Mustango: Toward Controllable Text-to-Music Generation
Jan Melechovsky, Zixun Guo, Deepanway Ghosal, Navonil Majumder, Dorien Herremans, Soujanya Poria
TL;DR
Mustango tackles the limited controllability of diffusion-based text-to-music by introducing MuNet, a music-domain-knowledge-informed UNet that conditions on tempo, key, and chord progressions in addition to text. It constructs MusicBench, a 53k-sample dataset augmented with music-theory attributes via MIR tools and targeted audio transformations, to train a controllable latent-diffusion model. Empirical results show Mustango achieves state-of-the-art musicality and markedly improved controllability over baselines like Tango, MusicGen, and AudioLDM2, with strong chord and tempo control demonstrated in objective and subjective evaluations. The work provides public access to MusicBench and Mustango, highlighting practical implications for music production and AI-assisted composition while acknowledging Western-centric limitations and scope for longer-form generation.
Abstract
The quality of the text-to-music models has reached new heights due to recent advancements in diffusion models. The controllability of various musical aspects, however, has barely been explored. In this paper, we propose Mustango: a music-domain-knowledge-inspired text-to-music system based on diffusion. Mustango aims to control the generated music, not only with general text captions, but with more rich captions that can include specific instructions related to chords, beats, tempo, and key. At the core of Mustango is MuNet, a Music-Domain-Knowledge-Informed UNet guidance module that steers the generated music to include the music-specific conditions, which we predict from the text prompt, as well as the general text embedding, during the reverse diffusion process.

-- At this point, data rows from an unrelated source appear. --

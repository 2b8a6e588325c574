//! Entity modules: one row type per table.
//!
//! Each entity declares its descriptor (table, identity column, relations by
//! target name) and implements `Entity`, the seam the generic hooks,
//! repository and graph work through.

pub mod field;
pub mod form;
pub mod group;
pub mod privilege;
pub mod response;
pub mod scope;
pub mod user;

use crate::core::error::WardenError;
use crate::core::hooks::WriteOp;
use crate::core::registry::{EntityDescriptor, EntityKind};
use rusqlite::{Connection, Row};
use serde::Serialize;
use serde::de::DeserializeOwned;

pub use field::Field;
pub use form::Form;
pub use group::Group;
pub use privilege::Privilege;
pub use response::Response;
pub use scope::Scope;
pub use user::User;

pub trait Entity: Sized + Serialize + DeserializeOwned {
    fn descriptor() -> &'static EntityDescriptor;

    fn id(&self) -> Option<&str>;
    fn set_id(&mut self, id: String);
    fn created_at(&self) -> Option<&str>;
    fn set_created_at(&mut self, ts: String);

    /// Value of the identifying column (slug, or email for users).
    fn identity(&self) -> &str;

    /// Required-field and format checks, run before the uniqueness guard.
    fn validate(&self, _op: WriteOp) -> Result<(), WardenError> {
        Ok(())
    }

    /// Turn a freshly supplied secret into its stored form. No-op unless the
    /// entity carries credentials.
    fn prepare_credentials(&mut self) -> Result<(), WardenError> {
        Ok(())
    }

    /// Insert the row. `id` and `created_at` are set by the time this runs.
    fn insert_row(&self, conn: &Connection) -> rusqlite::Result<usize>;

    /// Update every mutable column of the row. Never writes `created_at`.
    fn update_row(&self, conn: &Connection) -> rusqlite::Result<usize>;

    fn from_row(row: &Row<'_>) -> rusqlite::Result<Self>;

    /// Externally safe projection; never contains credential material.
    fn summary(&self) -> serde_json::Value;

    fn into_record(self) -> Record;
}

/// Any entity, for operations that pick the type at runtime (graph traversal,
/// the CLI).
#[derive(Debug, Clone, Serialize)]
#[serde(untagged)]
pub enum Record {
    Scope(Scope),
    Privilege(Privilege),
    Group(Group),
    User(User),
    Field(Field),
    Form(Form),
    Response(Response),
}

impl Record {
    pub fn kind(&self) -> EntityKind {
        match self {
            Record::Scope(_) => EntityKind::Scope,
            Record::Privilege(_) => EntityKind::Privilege,
            Record::Group(_) => EntityKind::Group,
            Record::User(_) => EntityKind::User,
            Record::Field(_) => EntityKind::Field,
            Record::Form(_) => EntityKind::Form,
            Record::Response(_) => EntityKind::Response,
        }
    }

    pub fn id(&self) -> Option<&str> {
        match self {
            Record::Scope(e) => e.id(),
            Record::Privilege(e) => e.id(),
            Record::Group(e) => e.id(),
            Record::User(e) => e.id(),
            Record::Field(e) => e.id(),
            Record::Form(e) => e.id(),
            Record::Response(e) => e.id(),
        }
    }

    pub fn identity(&self) -> &str {
        match self {
            Record::Scope(e) => e.identity(),
            Record::Privilege(e) => e.identity(),
            Record::Group(e) => e.identity(),
            Record::User(e) => e.identity(),
            Record::Field(e) => e.identity(),
            Record::Form(e) => e.identity(),
            Record::Response(e) => e.identity(),
        }
    }

    pub fn summary(&self) -> serde_json::Value {
        match self {
            Record::Scope(e) => e.summary(),
            Record::Privilege(e) => e.summary(),
            Record::Group(e) => e.summary(),
            Record::User(e) => e.summary(),
            Record::Field(e) => e.summary(),
            Record::Form(e) => e.summary(),
            Record::Response(e) => e.summary(),
        }
    }

    pub fn from_row(kind: EntityKind, row: &Row<'_>) -> rusqlite::Result<Self> {
        Ok(match kind {
            EntityKind::Scope => Record::Scope(Scope::from_row(row)?),
            EntityKind::Privilege => Record::Privilege(Privilege::from_row(row)?),
            EntityKind::Group => Record::Group(Group::from_row(row)?),
            EntityKind::User => Record::User(User::from_row(row)?),
            EntityKind::Field => Record::Field(Field::from_row(row)?),
            EntityKind::Form => Record::Form(Form::from_row(row)?),
            EntityKind::Response => Record::Response(Response::from_row(row)?),
        })
    }

    /// Parse a JSON payload as an entity of `kind`.
    pub fn from_json(kind: EntityKind, value: serde_json::Value) -> Result<Self, WardenError> {
        fn parse<E: Entity>(kind: EntityKind, value: serde_json::Value) -> Result<E, WardenError> {
            serde_json::from_value(value)
                .map_err(|e| WardenError::Validation(format!("Invalid {} payload: {}", kind, e)))
        }
        Ok(match kind {
            EntityKind::Scope => Record::Scope(parse(kind, value)?),
            EntityKind::Privilege => Record::Privilege(parse(kind, value)?),
            EntityKind::Group => Record::Group(parse(kind, value)?),
            EntityKind::User => Record::User(parse(kind, value)?),
            EntityKind::Field => Record::Field(parse(kind, value)?),
            EntityKind::Form => Record::Form(parse(kind, value)?),
            EntityKind::Response => Record::Response(parse(kind, value)?),
        })
    }
}

pub(crate) fn require_non_empty(
    desc: &EntityDescriptor,
    field: &str,
    value: &str,
) -> Result<(), WardenError> {
    if value.trim().is_empty() {
        return Err(WardenError::Validation(format!(
            "{}.{} is required",
            desc.name(),
            field
        )));
    }
    Ok(())
}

To overcome the limited availability of open datasets of music with text captions, we propose a novel data augmentation method that includes altering the harmonic, rhythmic, and dynamic aspects of music audio and using state-of-the-art Music Information Retrieval methods to extract the music features which will then be appended to the existing descriptions in text format. We release the resulting MusicBench dataset which contains over 52K instances and includes music-theory-based descriptions in the caption text. Through extensive experiments, we show that the quality of the music generated by Mustango is state-of-the-art, and the controllability through music-specific text prompts greatly outperforms other models such as MusicGen and AudioLDM2.